- Task requirements -
Every line containing the word "this" is to be copied from the data below.

- Dataset records -

//! Gradient hooks.
//!
//! A hook observes (and may replace) the gradient of one tensor at the moment
//! the backward pass has computed it. Hooks on the same tensor run in
//! registration order, each receiving the previous hook's output.

use super::graph::with_graph;
use super::variable::Variable;
use crate::error::AutogradError;
use crate::tensor::DenseTensor;
use log::debug;
use std::rc::Rc;

/// Callback run on a gradient as it is produced.
pub trait GradHook {
    /// Return the gradient to propagate in place of `grad`.
    fn call(&self, grad: DenseTensor<f64>) -> Result<DenseTensor<f64>, AutogradError>;
}

impl<F> GradHook for F
where
    F: Fn(DenseTensor<f64>) -> Result<DenseTensor<f64>, AutogradError>,
{
    fn call(&self, grad: DenseTensor<f64>) -> Result<DenseTensor<f64>, AutogradError> {
        self(grad)
    }
}

/// Run `hooks` as a pipeline over `grad`.
pub(crate) fn run_hooks(
    hooks: &[Rc<dyn GradHook>],
    grad: DenseTensor<f64>,
) -> Result<DenseTensor<f64>, AutogradError> {
    hooks.iter().enumerate().try_fold(grad, |grad, (position, hook)| {
        let expected = grad.shape().to_vec();
        let replaced = hook.call(grad)?;
        if replaced.shape() != expected.as_slice() {
            return Err(AutogradError::GradShapeMismatch {
                origin: format!("hook {position}"),
                expected,
                actual: replaced.shape().to_vec(),
            });
        }
        Ok(replaced)
    })
}

impl Variable {
    /// Register a hook on this tensor's gradient.
    ///
    /// Returns the hook's position among the hooks of this tensor, to be
    /// passed to [`Variable::remove_hook`].
    ///
    /// # Errors
    ///
    /// `DoesNotRequireGrad` if the tensor is not part of the graph.
    ///
    /// # Example
    ///
    /// ```
    /// use gradbridge::{AutogradError, DenseTensor};
    /// use gradbridge::autograd::Variable;
    /// use gradbridge::operations::scale;
    ///
    /// let x = Variable::leaf(DenseTensor::ones(&[3]));
    /// x.register_hook(|g: DenseTensor<f64>| -> Result<DenseTensor<f64>, AutogradError> {
    ///     Ok(scale(&g, 2.0))
    /// })
    /// .unwrap();
    ///
    /// x.sum().unwrap().backward().unwrap();
    /// assert_eq!(x.grad().unwrap().data(), &[2.0, 2.0, 2.0]);
    /// ```
    pub fn register_hook<H>(&self, hook: H) -> Result<usize, AutogradError>
    where
        H: GradHook + 'static,
    {
        self.register_shared_hook(Rc::new(hook))
    }

    /// Register a hook that may also be registered on other tensors.
    pub fn register_shared_hook(&self, hook: Rc<dyn GradHook>) -> Result<usize, AutogradError> {
        let edge = self.grad_edge().ok_or(AutogradError::DoesNotRequireGrad)?;
        let token = with_graph(|g| {
            g.get_node_mut(edge.node)
                .ok_or(AutogradError::GraphReleased {
                    node: edge.node.index(),
                })?
                .add_hook(edge.input_nr, hook)
        })?;
        debug!(
            "registered hook {} on node {} output {}",
            token,
            edge.node.index(),
            edge.input_nr
        );
        Ok(token)
    }

    /// Deregister the hook at position `token`.
    ///
    /// # Errors
    ///
    /// `InvalidHookToken` if no hook is registered at that position (never
    /// registered, or already removed).
    pub fn remove_hook(&self, token: usize) -> Result<(), AutogradError> {
        let edge = self.grad_edge().ok_or(AutogradError::DoesNotRequireGrad)?;
        with_graph(|g| {
            g.get_node_mut(edge.node)
                .ok_or(AutogradError::InvalidHookToken { token })?
                .remove_hook(edge.input_nr, token)
        })?;
        debug!("removed hook {} from node {}", token, edge.node.index());
        Ok(())
    }
}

- Answer section -
    /// Register a hook on this tensor's gradient.
    /// Returns the hook's position among the hooks of this tensor, to be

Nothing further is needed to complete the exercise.